Au début de la guerre d’Afrique du Sud en octobre 1899, le commissaire spécial du Transvaal, J. C. Krogh, et le consul britannique, Johannes Smuts, se sont retirés du Swaziland. Le général Piet Joubert a écrit à Bhunu, indiquant que la République sud-africaine laissait le Swaziland entre ses mains. Il reprit toute autorité sur son royaume, mais il ne vécut pas longtemps pour jouir d’un pouvoir sans entrave : il mourut deux mois plus tard à Zombodze le 10 décembre. Labotsibeni est maintenant devenue reine régente ainsi que reine mère et a agi au nom du fils de Bhunu, Mona, également connu sous le nom de Nkhotfotjeni, qui a été choisi pour succéder à l’âge de six mois; il est finalement devenu le chef suprême, et plus tard le roi Sobhuza II. Il était largement admis que Labotsibeni aurait préféré son deuxième fils, Malunge, un jeune homme beau, intelligent, éloquent et capable, pour succéder à Bhunu.
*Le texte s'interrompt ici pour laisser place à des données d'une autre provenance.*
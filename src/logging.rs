//! Tracing setup for the harness binaries and tests.

use std::str::FromStr;

use anyhow::Context;
use tracing_subscriber::{fmt, layer::SubscriberExt, util::SubscriberInitExt, EnvFilter};

/// Install a global subscriber writing to stderr.
///
/// `RUST_LOG` wins over `level` when set.
pub fn init(level: &str) -> anyhow::Result<()> {
    let filter = EnvFilter::try_from_default_env()
        .or_else(|_| EnvFilter::from_str(level))
        .unwrap_or_else(|_| EnvFilter::new("info"));

    tracing_subscriber::registry()
        .with(filter)
        .with(fmt::layer().with_target(false).with_writer(std::io::stderr))
        .try_init()
        .context("setting the global tracing subscriber")
}

/// Idempotent variant for tests: output goes through the test writer and a
/// second call is ignored.
pub fn init_for_tests() {
    let filter = EnvFilter::try_from_default_env().unwrap_or_else(|_| EnvFilter::new("debug"));
    let _ = tracing_subscriber::registry()
        .with(filter)
        .with(fmt::layer().with_test_writer())
        .try_init();
}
Pendant la majeure partie de la crise de trois ans de la guerre d’Afrique du Sud, Labotsibeni était, avec le soutien d’un co-régent, le prince Logcogco (un fils du roi Mswati II), et son conseil, le dernier souverain indépendant en Afrique au sud du fleuve Zambèze. Au cours de cette période, elle a adopté la position habituelle d’un monarque swazi. Tout en se penchant vers les Britanniques, elle a cherché à préserver le Swaziland en tant qu’espace neutre et a maintenu une relation diplomatique avec les forces de la République sud-africaine. Elle a largement réussi à garder le Swaziland hors de la guerre. Des incidents exceptionnels ont été l’attaque de Thinthitha Dlamini contre un groupe du commando Piet Retief près de Hlatikhulu en février 1901, et l’attaque du général Tobias Smuts contre une petite unité de la force irrégulière britannique Steinacker’s Horse à Bremersdorp en juillet 1901. Labotsibeni avait apparemment appelé les Boers à retirer ce groupe gênant de flibustiers et libérer le prince Mancibane, un membre de la famille royale que les Britanniques avaient arrêté pour suspicion d’espionnage, mais elle regretta la destruction de la petite ville par les Boers.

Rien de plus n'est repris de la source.